Wednesday, April 20, 2016

Real Talk

Call me crazy, but this year I have discovered something about myself; I enjoy being single. Yep, that is right, I ENJOY being single. 
Now that doesn’t mean that I do not desire to be in a relationship and hopefully one day get married and have beautiful babies. But it does mean that I actually find joy in this particular season of my life. But let’s be real, being single can really suck. It isn’t all freedom and adventures. It’s a lot of Netflix binging, frozen pizza and diet coke alone in your apartment nights. It also is having a fridge full of save the dates and wedding invites with no hope of a plus one. The loneliness while waiting for “your life to start” can be overwhelming.

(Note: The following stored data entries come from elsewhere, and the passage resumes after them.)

impl LogEmitter {
    /// Append to a file, creating it if needed.
    ///
    /// Append mode keeps lines from a forked wrapper and its parent intact.
    pub fn to_file(path: &Path, component: &str, run_id: &str) -> std::io::Result<Self> {
        let file = OpenOptions::new().create(true).append(true).open(path)?;
        Ok(Self::with_writer(
            Box::new(std::io::BufWriter::new(file)),
            component,
            run_id,
        ))
    }

    #[must_use]
    pub fn to_stderr(component: &str, run_id: &str) -> Self {
        Self::with_writer(Box::new(std::io::stderr()), component, run_id)
    }

    /// Create an emitter that writes to memory (for testing).
    #[must_use]
    pub fn to_buffer(component: &str, run_id: &str) -> (Self, LogBuffer) {
        let buffer = LogBuffer::default();
        (
            Self::with_writer(Box::new(buffer.clone()), component, run_id),
            buffer,
        )
    }

    fn with_writer(writer: Box<dyn Write + Send>, component: &str, run_id: &str) -> Self {
        Self {
            writer,
            seq: 0,
            component: component.to_string(),
            run_id: run_id.to_string(),
            min_level: LogLevel::Trace,
        }
    }

    #[must_use]
    pub fn with_min_level(mut self, level: LogLevel) -> Self {
        self.min_level = level;
        self
    }

    #[must_use]
    pub fn run_id(&self) -> &str {
        &self.run_id
    }

    #[must_use]
    pub fn enabled(&self, level: LogLevel) -> bool {
        level >= self.min_level
    }

    /// Generate the next trace ID.
    fn next_trace_id(&mut self) -> String {
        self.seq += 1;
        format!("{}::{}::{:03}", self.component, self.run_id, self.seq)
    }

    /// Emit a log entry with only the required fields.
    pub fn emit(&mut self, level: LogLevel, event: &str) -> std::io::Result<Option<LogEntry>> {
        if !self.enabled(level) {
            return Ok(None);
        }
        let entry = LogEntry::new(self.next_trace_id(), level, event);
        let line = entry.to_jsonl().map_err(std::io::Error::other)?;
        writeln!(self.writer, "{line}")?;
        Ok(Some(entry))
    }

    /// Emit a fully-populated log entry, filling in an empty trace id.
    pub fn emit_entry(&mut self, mut entry: LogEntry) -> std::io::Result<()> {
        if !self.enabled(entry.level) {
            return Ok(());
        }
        if entry.trace_id.is_empty() {
            entry.trace_id = self.next_trace_id();
        }
        let line = entry.to_jsonl().map_err(std::io::Error::other)?;
        writeln!(self.writer, "{line}")
    }

    /// Flush the underlying writer.
    pub fn flush(&mut self) -> std::io::Result<()> {
        self.writer.flush()
    }
}

// ---------------------------------------------------------------------------
// Validation
// ---------------------------------------------------------------------------

/// Validation error for a log line.
#[derive(Debug)]
pub struct LogValidationError {
    pub line_number: usize,
    pub field: String,
    pub message: String,
}

impl std::fmt::Display for LogValidationError {
    fn fmt(&self, f: &mut std::fmt::Formatter<'_>) -> std::fmt::Result {
        write!(
            f,
            "line {}: field '{}': {}",
            self.line_number, self.field, self.message
        )
    }
}

fn check_enum(
    obj: &serde_json::Map<String, serde_json::Value>,
    field: &str,
    allowed: &[&str],
    line_number: usize,
    errors: &mut Vec<LogValidationError>,
) {
    if let Some(value) = obj.get(field).and_then(|v| v.as_str())
        && !allowed.contains(&value)
    {
        errors.push(LogValidationError {
            line_number,
            field: field.to_string(),
            message: format!("invalid {field}: '{value}'"),
        });
    }
}

fn is_trace_id(trace_id: &str) -> bool {
    let parts: Vec<&str> = trace_id.split("::").collect();
    parts.len() == 3
        && parts[..2].iter().all(|p| !p.is_empty())
        && !parts[2].is_empty()
        && parts[2].bytes().all(|b| b.is_ascii_digit())
}

/// Validate a single JSONL line against the schema.
pub fn validate_log_line(
    line: &str,
    line_number: usize,
) -> Result<LogEntry, Vec<LogValidationError>> {
    let mut errors = Vec::new();

    let value: serde_json::Value = match serde_json::from_str(line) {
        Ok(v) => v,
        Err(e) => {
            errors.push(LogValidationError {
                line_number,
                field: "<json>".to_string(),
                message: format!("invalid JSON: {e}"),
            });
            return Err(errors);
        }
    };

    let Some(obj) = value.as_object() else {
        errors.push(LogValidationError {
            line_number,
            field: "<root>".to_string(),
            message: "expected JSON object".to_string(),
        });
        return Err(errors);
    };

    for field in ["timestamp", "trace_id", "level", "event"] {
        if !obj.contains_key(field) {
            errors.push(LogValidationError {
                line_number,
                field: field.to_string(),
                message: "required field missing".to_string(),
            });
        }
    }

    check_enum(obj, "level", &LEVELS, line_number, &mut errors);
    check_enum(obj, "component", &COMPONENTS, line_number, &mut errors);
    check_enum(obj, "outcome", &OUTCOMES, line_number, &mut errors);

    if let Some(trace_id) = obj.get("trace_id").and_then(|v| v.as_str())
        && !is_trace_id(trace_id)
    {
        errors.push(LogValidationError {
            line_number,
            field: "trace_id".to_string(),
            message: format!(
                "trace_id should follow <component>::<run_id>::<seq> format, got: '{trace_id}'"
            ),
        });
    }

    // trials carry both halves of the (operation, hazard) pair
    if obj.contains_key("operation") != obj.contains_key("hazard") {
        errors.push(LogValidationError {
            line_number,
            field: "hazard".to_string(),
            message: "operation and hazard must appear together".to_string(),
        });
    }

    if !errors.is_empty() {
        return Err(errors);
    }

    serde_json::from_value::<LogEntry>(value).map_err(|e| {
        vec![LogValidationError {
            line_number,
            field: "<deserialization>".to_string(),
            message: format!("failed to deserialize: {e}"),
        }]
    })
}

/// Validate an entire JSONL file.
///
/// Returns the non-empty line count and any validation errors found.
pub fn validate_log_file(path: &Path) -> Result<(usize, Vec<LogValidationError>), std::io::Error> {
    let content = std::fs::read_to_string(path)?;
    let mut all_errors = Vec::new();
    let mut line_count = 0;

    for (i, line) in content.lines().enumerate() {
        let line = line.trim();
        if line.is_empty() {
            continue;
        }
        line_count += 1;
        if let Err(errs) = validate_log_line(line, i + 1) {
            all_errors.extend(errs);
        }
    }

    Ok((line_count, all_errors))
}

// ---------------------------------------------------------------------------
// Helpers
// ---------------------------------------------------------------------------

/// Current time as RFC 3339 UTC with millisecond precision.
#[must_use]
pub fn now_utc() -> String {
    let duration = std::time::SystemTime::now()
        .duration_since(std::time::UNIX_EPOCH)
        .unwrap_or_default();
    format_utc(duration.as_secs(), duration.subsec_millis())
}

One of those lonely Netflix and frozen pizza nights I was overwhelmed with the desire for communion with others. Then I gave a pep talk to myself. I was isolating myself from communion. Just because I am single does not mean I have to be all on my own. No, I got up off my rear end and went in search of others. I went out and sought after loving others who also were feeling alone. And you know what? I found joy!
In the season of singleness I have found that there is a real temptation to feel all alone in the world. When all your friends have found significant others and suddenly you no longer have a place in their schedule or on their mind. It can hurt. But you know what? You have a choice. You can either feel sorry for yourself and have a pity party with my favorite pal Totino (Pizza) or you can get out there and search after other lonely hearts that want to encounter the love of God through you.
There have been so many times in the past couple years where I have thought life would just be easier if I just settled for a relationship with a guy that was “good enough” or who I could tolerate spending time with.  But I am sure glad I didn’t give into that. What stopped me? Well, I spent time really paying attention to the married couples and families around me and you know what I discovered? Marriage is freaking hard. Like really freaking hard. Kids are adorable yet require so much attention, and your spouse isn’t perfect and communication failure is a real thing. Marriage requires a whole lot of grace and the choice of who your spouse will be will determine your whole life.
One day when I was doing spiritual reading in college I came across an old homily in a magazine talking about marriage and the fate of the spouses. It read: Spouses will either be forever be joining uplifted hands praising God for all eternity or chained down in despair in the recesses of hell. Whoa. Talk about a sobering realization. The vocation of marriage is serious business and just settling for a spouse who I like well enough would be a dis service to myself, my spouse my kids and pretty much the whole world….
God’s heart for his children is so good. Like so so very very good. I have been reading Consoling the Heart of Jesus by Fr. Michael Gaitley this year and it has really opened my eyes to realize just how much the Lord desires the very best for his children. The Lord does not rejoice in the loneliness of the single heart.
Now disclaimer, I absolutely hate it when people who have been single all of a hot second and those who are happily married try and share the clichés that all single people receive: such as, “there are so many fish in the sea”, “have your tried online dating”, “maybe you are too picky”, “maybe this is the Lord’s way of calling you to religious life”….the list goes on. It literally takes all of my will power not to suckerpunch those people in the face. The pain of the lonely heart is real. I mean in Genesis it even says “It is not good for the man to be alone” IT IS NOT GOOD. We are not meant to dwell in loneliness. And loneliness in the single life can hurt a heck of a whole lot. Which somehow people who are in relationships can seem to forget as they sucker you as their single friend into 3rd or 5th wheeling for the hundredth time. It is hard, and it is alright that it hurts. You do not have to like being single all the time. 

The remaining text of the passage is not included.